We also made chapattis on the open cooker flame and watched them expand before our eyes, stuffed bread with paneer and herbs, a channa masala as well as cumin spiced potatoes. After we’d been shown how to make everything, we then got to eat everything – my favourite bit of course!
With our stomachs very full, we boarded our next train to Mumbai.
This was another contrast to some of the other places we’d visited. Despite Delhi being the capital, Mumbai is a much more modern city, where wearing something off the shoulder isn’t a taboo, and having an alcoholic beverage or two, even less so. We explored the city, seeing the Gateway to India, the Taj Mahal Hotel and the views along Marine Drive with the city skyline reflected across the water.
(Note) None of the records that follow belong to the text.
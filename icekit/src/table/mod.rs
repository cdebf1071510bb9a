/*!
Defining the [Table] struct that represents an iceberg table.

A [Table] is the parsed form of one specific metadata file. It remembers which file
it was read from, so two tables are only equal if they were produced by the same
metadata version.
*/

use std::{collections::HashMap, fmt, sync::Arc};

use object_store::ObjectStore;
use tracing::{debug, instrument};

use icekit_spec::spec::{
    partition::PartitionSpec,
    schema::Schema,
    snapshot::Snapshot,
    sort::SortOrder,
    table_metadata::TableMetadata,
};

use crate::{
    catalog::{identifier::Identifier, Catalog},
    error::Error,
    object_store::{store::IcebergStore, ObjectStoreBuilder},
};

use self::table_builder::TableBuilder;

pub mod table_builder;

/// Iceberg table
#[derive(Clone)]
pub struct Table {
    identifier: Identifier,
    metadata: TableMetadata,
    metadata_location: String,
    object_store: Arc<dyn ObjectStore>,
}

impl fmt::Debug for Table {
    fn fmt(&self, f: &mut fmt::Formatter<'_>) -> fmt::Result {
        f.debug_struct("Table")
            .field("identifier", &self.identifier)
            .field("metadata_location", &self.metadata_location)
            .field("metadata", &self.metadata)
            .field("object_store", &format_args!("{}", self.object_store))
            .finish()
    }
}

/// Tables are equal if they have the same identifier, were read from the same
/// metadata file and carry equal metadata. The object store is not compared.
impl PartialEq for Table {
    fn eq(&self, other: &Self) -> bool {
        self.identifier == other.identifier
            && self.metadata_location == other.metadata_location
            && self.metadata == other.metadata
    }
}

impl Eq for Table {}

/// Public interface of the table.
impl Table {
    /// Start building a table that has never been committed to a catalog
    pub fn builder(
        identifier: Identifier,
        schema: Schema,
        location: &str,
        metadata_location: &str,
    ) -> TableBuilder {
        TableBuilder::new(identifier, schema, location, metadata_location)
    }

    /// Create a table from metadata that is already in memory
    pub fn new(
        identifier: Identifier,
        metadata: TableMetadata,
        metadata_location: &str,
        object_store: Arc<dyn ObjectStore>,
    ) -> Self {
        Table {
            identifier,
            metadata,
            metadata_location: metadata_location.to_owned(),
            object_store,
        }
    }

    /// Read the metadata file at `metadata_location` and create the table from it
    #[instrument(level = "debug", skip(object_store))]
    pub async fn from_location(
        identifier: Identifier,
        metadata_location: &str,
        object_store: Arc<dyn ObjectStore>,
    ) -> Result<Self, Error> {
        let metadata = object_store.get_metadata(metadata_location).await?;
        debug!(table_uuid = %metadata.table_uuid, "loaded table");
        Ok(Table::new(identifier, metadata, metadata_location, object_store))
    }

    /// Resolve the identifier through the catalog and read the metadata file it
    /// currently points to
    pub async fn load(
        catalog: &dyn Catalog,
        identifier: &Identifier,
        object_store_builder: &ObjectStoreBuilder,
    ) -> Result<Self, Error> {
        let entry = catalog.get_table(identifier).await?;
        let object_store = object_store_builder.build_for_location(&entry.metadata_location)?;
        Table::from_location(entry.identifier, &entry.metadata_location, object_store).await
    }

    #[inline]
    /// Get the table identifier in the catalog
    pub fn identifier(&self) -> &Identifier {
        &self.identifier
    }
    #[inline]
    /// Get the metadata of the table
    pub fn metadata(&self) -> &TableMetadata {
        &self.metadata
    }
    #[inline]
    /// Consume the table and return its metadata
    pub fn into_metadata(self) -> TableMetadata {
        self.metadata
    }
    #[inline]
    /// Location of the metadata file this table was read from or will be written to
    pub fn metadata_location(&self) -> &str {
        &self.metadata_location
    }
    #[inline]
    /// Get the object_store associated to the table
    pub fn object_store(&self) -> Arc<dyn ObjectStore> {
        self.object_store.clone()
    }
    #[inline]
    /// Get the current schema of the table
    pub fn current_schema(&self) -> Result<&Schema, Error> {
        self.metadata.current_schema().map_err(Error::from)
    }
    #[inline]
    /// All schemas of the table by schema id
    pub fn schemas(&self) -> &HashMap<i32, Schema> {
        &self.metadata.schemas
    }
    #[inline]
    /// Get the default partition spec of the table
    pub fn partition_spec(&self) -> Result<&PartitionSpec, Error> {
        self.metadata.default_partition_spec().map_err(Error::from)
    }
    #[inline]
    /// Get the default sort order of the table
    pub fn sort_order(&self) -> Result<&SortOrder, Error> {
        self.metadata.default_sort_order().map_err(Error::from)
    }
    #[inline]
    /// Table properties
    pub fn properties(&self) -> &HashMap<String, String> {
        &self.metadata.properties
    }
    #[inline]
    /// Base location of the table
    pub fn location(&self) -> &str {
        &self.metadata.location
    }
    #[inline]
    /// Current snapshot of the table, `None` if nothing was committed yet
    pub fn current_snapshot(&self) -> Option<&Snapshot> {
        self.metadata.current_snapshot()
    }
    #[inline]
    /// Lookup a snapshot by id
    pub fn snapshot_by_id(&self, snapshot_id: i64) -> Option<&Snapshot> {
        self.metadata.snapshot_by_id(snapshot_id)
    }
    #[inline]
    /// Lookup the snapshot a branch or tag points to
    pub fn snapshot_by_name(&self, name: &str) -> Option<&Snapshot> {
        self.metadata.snapshot_by_ref(name)
    }
}

#[cfg(test)]
mod tests {
    use object_store::{memory::InMemory, path::Path, PutPayload};
    use uuid::Uuid;

    use icekit_spec::spec::types::{PrimitiveType, StructField, Type};

    use crate::catalog::memory::MemoryCatalog;

    use super::*;

    fn schema() -> Schema {
        Schema::new(
            0,
            vec![
                StructField::new(1, "id", true, Type::Primitive(PrimitiveType::Long), None),
                StructField::new(2, "name", false, Type::Primitive(PrimitiveType::String), None),
            ],
        )
    }

    fn metadata(uuid: Uuid) -> TableMetadata {
        TableMetadata::new_v2(
            schema(),
            PartitionSpec::unpartitioned(),
            SortOrder::unsorted(),
            "memory:///warehouse/db/orders",
            uuid,
            HashMap::new(),
        )
        .unwrap()
    }

    fn identifier() -> Identifier {
        Identifier::new(&["db".to_owned()], "orders")
    }

    #[test]
    fn equality() {
        let store: Arc<dyn ObjectStore> = Arc::new(InMemory::new());
        let uuid = Uuid::new_v4();
        let meta = metadata(uuid);
        let location = "memory:///warehouse/db/orders/metadata/00000-a.metadata.json";

        let table = Table::new(identifier(), meta.clone(), location, store.clone());
        let same = Table::new(identifier(), meta.clone(), location, Arc::new(InMemory::new()));
        assert_eq!(table, same);

        let moved = Table::new(
            identifier(),
            meta.clone(),
            "memory:///warehouse/db/orders/metadata/00001-b.metadata.json",
            store.clone(),
        );
        assert_ne!(table, moved);

        let mut changed = meta.clone();
        changed
            .properties
            .insert("owner".to_owned(), "analytics".to_owned());
        let changed = Table::new(identifier(), changed, location, store.clone());
        assert_ne!(table, changed);

        let renamed = Table::new(
            Identifier::new(&["db".to_owned()], "returns"),
            meta,
            location,
            store,
        );
        assert_ne!(table, renamed);
    }

    #[test]
    fn accessors() {
        let store: Arc<dyn ObjectStore> = Arc::new(InMemory::new());
        let table = Table::new(
            identifier(),
            metadata(Uuid::new_v4()),
            "memory:///warehouse/db/orders/metadata/00000-a.metadata.json",
            store,
        );
        assert_eq!(table.location(), "memory:///warehouse/db/orders");
        assert_eq!(*table.current_schema().unwrap().schema_id(), 0);
        assert_eq!(table.schemas().len(), 1);
        assert!(table.partition_spec().unwrap().is_unpartitioned());
        assert!(table.sort_order().unwrap().is_unsorted());
        assert!(table.properties().is_empty());
        assert!(table.current_snapshot().is_none());
        assert!(table.snapshot_by_id(1).is_none());
        assert!(table.snapshot_by_name("main").is_none());
        assert_eq!(
            table.metadata_location(),
            "memory:///warehouse/db/orders/metadata/00000-a.metadata.json"
        );
    }

    #[tokio::test]
    async fn load_through_catalog() {
        let store = Arc::new(InMemory::new());
        let meta = metadata(Uuid::new_v4());
        let location = "/warehouse/db/orders/metadata/00000-a.metadata.json";
        store
            .put(
                &Path::from(location),
                PutPayload::from(serde_json::to_vec(&meta).unwrap()),
            )
            .await
            .unwrap();

        let catalog = MemoryCatalog::new("test");
        catalog.register_table(&identifier(), location).await.unwrap();

        let builder = ObjectStoreBuilder::Memory(store);
        let table = Table::load(&catalog, &identifier(), &builder).await.unwrap();
        assert_eq!(table.metadata(), &meta);
        assert_eq!(table.metadata_location(), location);

        let missing = Identifier::new(&["db".to_owned()], "missing");
        assert!(matches!(
            Table::load(&catalog, &missing, &builder).await,
            Err(Error::NoSuchTable)
        ));
    }
}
We visited some fun bars in Mumbai but unlike the rest of the country, the prices of food and beer soar in the city. We did manage to find one very cool stock exchange themed bar which, if you choose the right drink, can be ridiculously cheap and much more traveller-budget friendly.
The following day we decided there was no way we could leave Mumbai without seeing a Bollywood film. So despite the whole thing being in Hindi, we went along to the cinema and picked a random movie to watch. We ended up seeing Phillauri, a romantic and very surreal comedy.
We understood about seven words throughout the whole film but I absolutely loved it. It was melodramatic, had some fantastic musical numbers and a surprisingly sad and stark ending. It was really interesting how much we did understand, and how we followed the ups and downs of the plot. Despite not knowing the language, the film still managed to convey all the right emotions. The cinema was also a much more immersive experience here, with people clapping and heckling, as though we were in the theatre.
After Mumbai, the next few days were solely for chilling out rather than any cultural enlightenment. We travelled south to Goa for the last five days of our trip to enjoy some sun, sand and sea and chill out before returning to the UK. Palolem in Goa was beautiful, with clear, blue sea and a lovely beach. There were lots of restaurants, where we saw the first western-styled curries and lots of Italian food too. It’s definitely catered for tourists but nowhere near as touristy as some of the beaches we’d been to in Thailand, for instance.
After five days of topping up my tan, and trying desperately not to turn into a lobster, we got back on the train to Mumbai, where we flew to London via Abu Dhabi. After six months away, we landed in the UK, exhausted and freezing!
The trip was amazing and I feel so lucky that I was able to do it. We landed in the UK and back to reality with a bump but full of great memories, too many elephant ornaments, a few scrapes and scars, some serious sleep deprivation, and of course, those yummy curry recipes.